┌────────

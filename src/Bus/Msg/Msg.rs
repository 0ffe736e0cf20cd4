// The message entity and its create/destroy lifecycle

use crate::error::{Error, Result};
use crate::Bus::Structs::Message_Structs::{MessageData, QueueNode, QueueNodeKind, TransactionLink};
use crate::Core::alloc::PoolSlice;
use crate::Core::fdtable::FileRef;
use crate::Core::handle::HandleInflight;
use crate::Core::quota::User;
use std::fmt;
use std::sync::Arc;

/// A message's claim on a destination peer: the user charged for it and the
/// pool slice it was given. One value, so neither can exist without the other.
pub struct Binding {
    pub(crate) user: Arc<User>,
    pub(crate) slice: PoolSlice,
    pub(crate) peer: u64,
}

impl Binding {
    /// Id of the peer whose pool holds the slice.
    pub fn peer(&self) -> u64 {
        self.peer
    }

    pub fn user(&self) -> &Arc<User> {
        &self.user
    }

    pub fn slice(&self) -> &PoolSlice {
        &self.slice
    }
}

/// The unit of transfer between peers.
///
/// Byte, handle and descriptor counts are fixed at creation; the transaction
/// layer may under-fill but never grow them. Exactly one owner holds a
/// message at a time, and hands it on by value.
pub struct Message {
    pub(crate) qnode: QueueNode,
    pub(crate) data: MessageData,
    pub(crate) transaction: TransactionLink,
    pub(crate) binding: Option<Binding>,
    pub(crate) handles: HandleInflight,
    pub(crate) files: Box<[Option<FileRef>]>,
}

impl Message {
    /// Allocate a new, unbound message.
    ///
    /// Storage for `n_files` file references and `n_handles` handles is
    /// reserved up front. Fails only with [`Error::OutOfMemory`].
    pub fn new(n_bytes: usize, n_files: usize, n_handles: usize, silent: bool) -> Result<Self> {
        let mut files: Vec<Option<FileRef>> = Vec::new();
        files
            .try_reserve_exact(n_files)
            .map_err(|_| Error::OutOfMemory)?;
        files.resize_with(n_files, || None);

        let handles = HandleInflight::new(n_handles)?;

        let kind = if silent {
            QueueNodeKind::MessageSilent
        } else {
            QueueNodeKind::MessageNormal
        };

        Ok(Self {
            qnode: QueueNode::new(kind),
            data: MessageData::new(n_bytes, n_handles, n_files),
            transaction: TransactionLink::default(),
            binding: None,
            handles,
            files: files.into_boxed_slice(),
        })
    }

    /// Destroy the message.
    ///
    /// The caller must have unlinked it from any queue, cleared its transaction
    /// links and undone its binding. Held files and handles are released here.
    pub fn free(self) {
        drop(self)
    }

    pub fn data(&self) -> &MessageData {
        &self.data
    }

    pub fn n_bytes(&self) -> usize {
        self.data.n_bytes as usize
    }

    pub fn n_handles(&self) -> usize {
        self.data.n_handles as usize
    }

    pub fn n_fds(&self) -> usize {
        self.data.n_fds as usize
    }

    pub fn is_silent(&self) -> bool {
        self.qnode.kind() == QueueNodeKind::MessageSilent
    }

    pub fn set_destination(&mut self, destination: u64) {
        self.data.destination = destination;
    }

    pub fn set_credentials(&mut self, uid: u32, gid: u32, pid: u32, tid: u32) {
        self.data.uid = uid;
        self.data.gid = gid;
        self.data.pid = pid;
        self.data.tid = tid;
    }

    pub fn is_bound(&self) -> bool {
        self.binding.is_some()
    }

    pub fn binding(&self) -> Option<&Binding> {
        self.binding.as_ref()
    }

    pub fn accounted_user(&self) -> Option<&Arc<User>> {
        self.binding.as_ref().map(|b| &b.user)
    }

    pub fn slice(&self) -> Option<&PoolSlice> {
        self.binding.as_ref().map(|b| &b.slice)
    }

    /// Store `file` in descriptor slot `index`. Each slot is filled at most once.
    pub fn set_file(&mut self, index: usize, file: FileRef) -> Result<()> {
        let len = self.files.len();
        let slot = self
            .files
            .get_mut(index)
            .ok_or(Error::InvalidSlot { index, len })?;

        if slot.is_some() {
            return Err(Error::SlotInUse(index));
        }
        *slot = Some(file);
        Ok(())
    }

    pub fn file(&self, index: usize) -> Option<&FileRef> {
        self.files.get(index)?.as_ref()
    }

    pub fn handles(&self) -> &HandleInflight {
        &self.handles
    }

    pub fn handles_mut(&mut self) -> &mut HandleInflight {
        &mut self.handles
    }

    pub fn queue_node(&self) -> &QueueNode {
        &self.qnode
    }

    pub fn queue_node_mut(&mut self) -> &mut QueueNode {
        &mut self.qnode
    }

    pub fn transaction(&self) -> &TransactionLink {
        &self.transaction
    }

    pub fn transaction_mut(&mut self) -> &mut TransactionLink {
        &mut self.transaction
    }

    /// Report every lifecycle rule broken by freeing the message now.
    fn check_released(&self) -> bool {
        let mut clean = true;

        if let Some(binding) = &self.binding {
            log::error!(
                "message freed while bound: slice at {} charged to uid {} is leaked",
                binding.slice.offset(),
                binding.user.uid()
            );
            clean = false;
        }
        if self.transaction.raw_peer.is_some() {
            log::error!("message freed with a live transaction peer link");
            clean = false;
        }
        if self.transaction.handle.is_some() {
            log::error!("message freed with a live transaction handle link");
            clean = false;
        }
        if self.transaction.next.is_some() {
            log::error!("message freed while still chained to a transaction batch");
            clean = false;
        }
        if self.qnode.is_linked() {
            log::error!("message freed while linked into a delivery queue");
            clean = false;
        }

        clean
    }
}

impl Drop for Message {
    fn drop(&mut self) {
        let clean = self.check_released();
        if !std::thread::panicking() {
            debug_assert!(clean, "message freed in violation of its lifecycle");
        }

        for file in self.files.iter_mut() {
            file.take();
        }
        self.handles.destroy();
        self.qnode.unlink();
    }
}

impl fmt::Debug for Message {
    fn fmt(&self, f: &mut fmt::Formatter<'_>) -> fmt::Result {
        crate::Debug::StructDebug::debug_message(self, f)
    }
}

└────────

• _What to produce_:
Your answer must be every record above, set down exactly as written.

• _Written response_:
filename src/Bus/Msg/Msg.rs
repository 0ffe736e0cf20cd4
// The message entity and its create/destroy lifecycle

use crate::error::{Error, Result};
use crate::Bus::Structs::Message_Structs::{MessageData, QueueNode, QueueNodeKind, TransactionLink};
use crate::Core::alloc::PoolSlice;
use crate::Core::fdtable::FileRef;
use crate::Core::handle::HandleInflight;
use crate::Core::quota::User;
use std::fmt;
use std::sync::Arc;

/// A message's claim on a destination peer: the user charged for it and the
/// pool slice it was given. One value, so neither can exist without the other.
pub struct Binding {
    pub(crate) user: Arc<User>,
    pub(crate) slice: PoolSlice,
    pub(crate) peer: u64,
}

impl Binding {
    /// Id of the peer whose pool holds the slice.
    pub fn peer(&self) -> u64 {
        self.peer
    }

    pub fn user(&self) -> &Arc<User> {
        &self.user
    }

    pub fn slice(&self) -> &PoolSlice {
        &self.slice
    }
}

/// The unit of transfer between peers.
///
/// Byte, handle and descriptor counts are fixed at creation; the transaction
/// layer may under-fill but never grow them. Exactly one owner holds a
/// message at a time, and hands it on by value.
pub struct Message {
    pub(crate) qnode: QueueNode,
    pub(crate) data: MessageData,
    pub(crate) transaction: TransactionLink,
    pub(crate) binding: Option<Binding>,
    pub(crate) handles: HandleInflight,
    pub(crate) files: Box<[Option<FileRef>]>,
}

impl Message {
    /// Allocate a new, unbound message.
    ///
    /// Storage for `n_files` file references and `n_handles` handles is
    /// reserved up front. Fails only with [`Error::OutOfMemory`].
    pub fn new(n_bytes: usize, n_files: usize, n_handles: usize, silent: bool) -> Result<Self> {
        let mut files: Vec<Option<FileRef>> = Vec::new();
        files
            .try_reserve_exact(n_files)
            .map_err(|_| Error::OutOfMemory)?;
        files.resize_with(n_files, || None);

        let handles = HandleInflight::new(n_handles)?;

        let kind = if silent {
            QueueNodeKind::MessageSilent
        } else {
            QueueNodeKind::MessageNormal
        };

        Ok(Self {
            qnode: QueueNode::new(kind),
            data: MessageData::new(n_bytes, n_handles, n_files),
            transaction: TransactionLink::default(),
            binding: None,
            handles,
            files: files.into_boxed_slice(),
        })
    }

    /// Destroy the message.
    ///
    /// The caller must have unlinked it from any queue, cleared its transaction
    /// links and undone its binding. Held files and handles are released here.
    pub fn free(self) {
        drop(self)
    }

    pub fn data(&self) -> &MessageData {
        &self.data
    }

    pub fn n_bytes(&self) -> usize {
        self.data.n_bytes as usize
    }

    pub fn n_handles(&self) -> usize {
        self.data.n_handles as usize
    }

    pub fn n_fds(&self) -> usize {
        self.data.n_fds as usize
    }

    pub fn is_silent(&self) -> bool {
        self.qnode.kind() == QueueNodeKind::MessageSilent
    }

    pub fn set_destination(&mut self, destination: u64) {
        self.data.destination = destination;
    }

    pub fn set_credentials(&mut self, uid: u32, gid: u32, pid: u32, tid: u32) {
        self.data.uid = uid;
        self.data.gid = gid;
        self.data.pid = pid;
        self.data.tid = tid;
    }

    pub fn is_bound(&self) -> bool {
        self.binding.is_some()
    }

    pub fn binding(&self) -> Option<&Binding> {
        self.binding.as_ref()
    }

    pub fn accounted_user(&self) -> Option<&Arc<User>> {
        self.binding.as_ref().map(|b| &b.user)
    }

    pub fn slice(&self) -> Option<&PoolSlice> {
        self.binding.as_ref().map(|b| &b.slice)
    }

    /// Store `file` in descriptor slot `index`. Each slot is filled at most once.
    pub fn set_file(&mut self, index: usize, file: FileRef) -> Result<()> {
        let len = self.files.len();
        let slot = self
            .files
            .get_mut(index)
            .ok_or(Error::InvalidSlot { index, len })?;

        if slot.is_some() {
            return Err(Error::SlotInUse(index));
        }
        *slot = Some(file);
        Ok(())
    }

    pub fn file(&self, index: usize) -> Option<&FileRef> {
        self.files.get(index)?.as_ref()
    }

    pub fn handles(&self) -> &HandleInflight {
        &self.handles
    }

    pub fn handles_mut(&mut self) -> &mut HandleInflight {
        &mut self.handles
    }

    pub fn queue_node(&self) -> &QueueNode {
        &self.qnode
    }

    pub fn queue_node_mut(&mut self) -> &mut QueueNode {
        &mut self.qnode
    }

    pub fn transaction(&self) -> &TransactionLink {
        &self.transaction
    }

    pub fn transaction_mut(&mut self) -> &mut TransactionLink {
        &mut self.transaction
    }

    /// Report every lifecycle rule broken by freeing the message now.
    fn check_released(&self) -> bool {
        let mut clean = true;

        if let Some(binding) = &self.binding {
            log::error!(
                "message freed while bound: slice at {} charged to uid {} is leaked",
                binding.slice.offset(),
                binding.user.uid()
            );
            clean = false;
        }
        if self.transaction.raw_peer.is_some() {
            log::error!("message freed with a live transaction peer link");
            clean = false;
        }
        if self.transaction.handle.is_some() {
            log::error!("message freed with a live transaction handle link");
            clean = false;
        }
        if self.transaction.next.is_some() {
            log::error!("message freed while still chained to a transaction batch");
            clean = false;
        }
        if self.qnode.is_linked() {
            log::error!("message freed while linked into a delivery queue");
            clean = false;
        }

        clean
    }
}

impl Drop for Message {
    fn drop(&mut self) {
        let clean = self.check_released();
        if !std::thread::panicking() {
            debug_assert!(clean, "message freed in violation of its lifecycle");
        }

        for file in self.files.iter_mut() {
            file.take();
        }
        self.handles.destroy();
        self.qnode.unlink();
    }
}

impl fmt::Debug for Message {
    fn fmt(&self, f: &mut fmt::Formatter<'_>) -> fmt::Result {
        crate::Debug::StructDebug::debug_message(self, f)
    }
}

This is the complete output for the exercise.